The Internet of Things (IoT) can provide real-time visibility into an enterprise’s supply chain, especially when enabled with cloud computing ability. This is especially beneficial for manufacturers, whose supply chains span large geographical locations and depend on many suppliers, distributers, and planners. Operations taking place along the supply chain can create inefficiencies that ripple through multiple processes — logistics, warehousing, and manufacturing itself.

According to a Zebra Technologies white paper, “Zebra Accelerates Your Path To The Internet Of Things: Create A Visible Value Chain Across Your Critical Business Operations,” in order to achieve visibility across the entire business ecosystem, manufacturers need solutions that “reduce IT complexities, connect legacy devices, and are truly mission-critical ready.” 

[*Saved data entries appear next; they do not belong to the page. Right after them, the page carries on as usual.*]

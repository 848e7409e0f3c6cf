// =============================================================================
// Central Application State — Quorum Trade Arbiter
// =============================================================================
//
// The single source of truth for the engine. Subsystems hold Arc references
// to their own state; AppState ties them together and provides a unified
// snapshot for logging and inspection.
//
// Thread safety:
//   - Atomic counter for lock-free version tracking.
//   - parking_lot::RwLock for the mutable ring buffers.
//   - Arc wrappers for subsystems that manage their own interior mutability.
// =============================================================================

use std::sync::atomic::{AtomicU64, Ordering};
use std::sync::Arc;

use anyhow::{Context, Result};
use chrono::Utc;
use parking_lot::RwLock;
use serde::Serialize;
use tokio::sync::mpsc::{self, UnboundedReceiver};
use tracing::warn;

use crate::decision::EnsembleDecision;
use crate::engine_config::EngineConfig;
use crate::inflight::InFlightRegistry;
use crate::outcome_recorder::OutcomeRecorder;
use crate::outcome_store::{JournalStats, OutcomeStore};
use crate::performance::{PerformanceTracker, SourceWindow};
use crate::weights::WeightStore;

/// Maximum number of recent errors to retain.
const MAX_RECENT_ERRORS: usize = 50;
/// Maximum number of recent decisions to retain.
const MAX_RECENT_DECISIONS: usize = 100;

/// A recorded error event for the inspection log.
#[derive(Debug, Clone, Serialize)]
pub struct ErrorRecord {
    pub message: String,
    /// ISO 8601 timestamp.
    pub at: String,
}

/// Central state shared across all async tasks via `Arc<AppState>`.
pub struct AppState {
    /// Monotonically increasing version counter, incremented on every
    /// meaningful state mutation.
    pub state_version: AtomicU64,

    pub config: Arc<RwLock<EngineConfig>>,

    // ── Arbitration subsystems ──────────────────────────────────────────
    pub weights: Arc<WeightStore>,
    pub performance: Arc<PerformanceTracker>,
    pub inflight: Arc<InFlightRegistry>,
    pub store: Arc<OutcomeStore>,
    pub recorder: Arc<OutcomeRecorder>,

    // ── Audit trail ─────────────────────────────────────────────────────
    pub recent_decisions: RwLock<Vec<EnsembleDecision>>,
    pub recent_errors: RwLock<Vec<ErrorRecord>>,

    pub start_time: std::time::Instant,
}

impl AppState {
    /// Construct the full state graph from a validated configuration.
    ///
    /// Returns the state plus the receiver side of the optimizer trigger
    /// channel (the caller spawns the recalibration task with it). Journal
    /// replay happens here: decisions left open by a previous run are
    /// surfaced as unresolved so none is ever silently treated as live.
    pub fn new(config: EngineConfig) -> Result<(Arc<Self>, UnboundedReceiver<()>)> {
        config.validate()?;

        let weights = Arc::new(
            WeightStore::bootstrap(&config.weights_path, &config.initial_weights, Utc::now())
                .context("weight store bootstrap failed")?,
        );

        let (store, dangling) = OutcomeStore::open(&config.journal_path);
        let store = Arc::new(store);

        // Any decision the journal shows as opened-but-never-closed belongs
        // to a previous process. Terminal, never scored.
        for record in dangling {
            warn!(
                decision_id = %record.decision_id,
                symbol = %record.symbol,
                "recovering decision left open by previous run as unresolved"
            );
            store.append(&crate::outcome_store::JournalEntry::Unresolved {
                decision_id: record.decision_id,
                symbol: record.symbol,
                reason: "process restarted mid-trade".to_string(),
                at: Utc::now(),
            });
        }

        let performance = Arc::new(PerformanceTracker::new(config.optimization_batch_size));
        let inflight = Arc::new(InFlightRegistry::new());

        let (optimize_tx, optimize_rx) = mpsc::unbounded_channel();
        let recorder = Arc::new(OutcomeRecorder::new(
            inflight.clone(),
            store.clone(),
            performance.clone(),
            optimize_tx,
        ));

        let state = Arc::new(Self {
            state_version: AtomicU64::new(1),
            config: Arc::new(RwLock::new(config)),
            weights,
            performance,
            inflight,
            store,
            recorder,
            recent_decisions: RwLock::new(Vec::new()),
            recent_errors: RwLock::new(Vec::new()),
            start_time: std::time::Instant::now(),
        });

        Ok((state, optimize_rx))
    }

    // ── Version Management ──────────────────────────────────────────────

    pub fn increment_version(&self) -> u64 {
        self.state_version.fetch_add(1, Ordering::SeqCst)
    }

    pub fn current_state_version(&self) -> u64 {
        self.state_version.load(Ordering::SeqCst)
    }

    // ── Error Logging ───────────────────────────────────────────────────

    /// Record an error message. The ring buffer is capped; oldest entries
    /// are evicted when the limit is reached.
    pub fn push_error(&self, msg: String) {
        let record = ErrorRecord {
            message: msg,
            at: Utc::now().to_rfc3339(),
        };

        let mut errors = self.recent_errors.write();
        errors.push(record);
        while errors.len() > MAX_RECENT_ERRORS {
            errors.remove(0);
        }

        self.increment_version();
    }

    // ── Decision Audit ──────────────────────────────────────────────────

    /// Record a finished decision (admitted or discarded) in the audit ring.
    pub fn push_decision(&self, decision: EnsembleDecision) {
        let mut decisions = self.recent_decisions.write();
        decisions.push(decision);
        while decisions.len() > MAX_RECENT_DECISIONS {
            decisions.remove(0);
        }

        self.increment_version();
    }

    // ── Snapshot Builder ────────────────────────────────────────────────

    /// Build a serialisable snapshot of the engine state for inspection.
    pub fn build_snapshot(&self) -> StateSnapshot {
        let weights = self.weights.snapshot();
        StateSnapshot {
            state_version: self.current_state_version(),
            server_time: Utc::now().timestamp_millis(),
            uptime_secs: self.start_time.elapsed().as_secs(),
            weight_version: weights.version,
            weights: weights.weights.clone().into_iter().collect(),
            open_positions: self.recorder.open_count(),
            closed_in_batch: self.performance.closed_in_batch(),
            performance: self.performance.snapshot().into_iter().collect(),
            recent_decisions: self.recent_decisions.read().clone(),
            recent_errors: self.recent_errors.read().clone(),
            journal_stats: self.store.recent_stats(500),
        }
    }
}

/// Full engine snapshot for logging and inspection.
#[derive(Debug, Clone, Serialize)]
pub struct StateSnapshot {
    pub state_version: u64,
    pub server_time: i64,
    pub uptime_secs: u64,
    pub weight_version: u64,
    pub weights: Vec<(String, f64)>,
    pub open_positions: usize,
    pub closed_in_batch: u64,
    pub performance: Vec<(String, SourceWindow)>,
    pub recent_decisions: Vec<EnsembleDecision>,
    pub recent_errors: Vec<ErrorRecord>,
    #[serde(skip_serializing_if = "Option::is_none")]
    pub journal_stats: Option<JournalStats>,
}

Though the IoT and its Big Data collection capabilities hold great potential for manufacturers, there are challenges businesses must address before implementing IoT solutions. First, Implementing IoT solutions is quite complex as each device uses protocols and firmware specific to it. According to Zebra Technologies, “planning, integrating, and testing the ecosystem and ensuring it is mission-critical ready is no easy task.

Connecting legacy devices to the IoT is another challenge and requires the use of intermediate-edge boxes that upgrade these devices without replacing them. Managing the many types of information sources proves difficult as well, and indicates the need for, as the white paper states, “a layer of middleware that simplifies and streamlines all this information, creates a ‘single pane of glass’ interface for all IoT devices, and securely provides it to enterprise applications.”

Most operations’ IT departments are simply not equipped to implement an IoT solution that delivers optimum data collection at top value. Therefore enterprises are looking for solutions providers that can serve their unique needs. VARs must both recognize and understand complexity of IoT devices and use this knowledge to integrate the IoT into an operation’s current business model.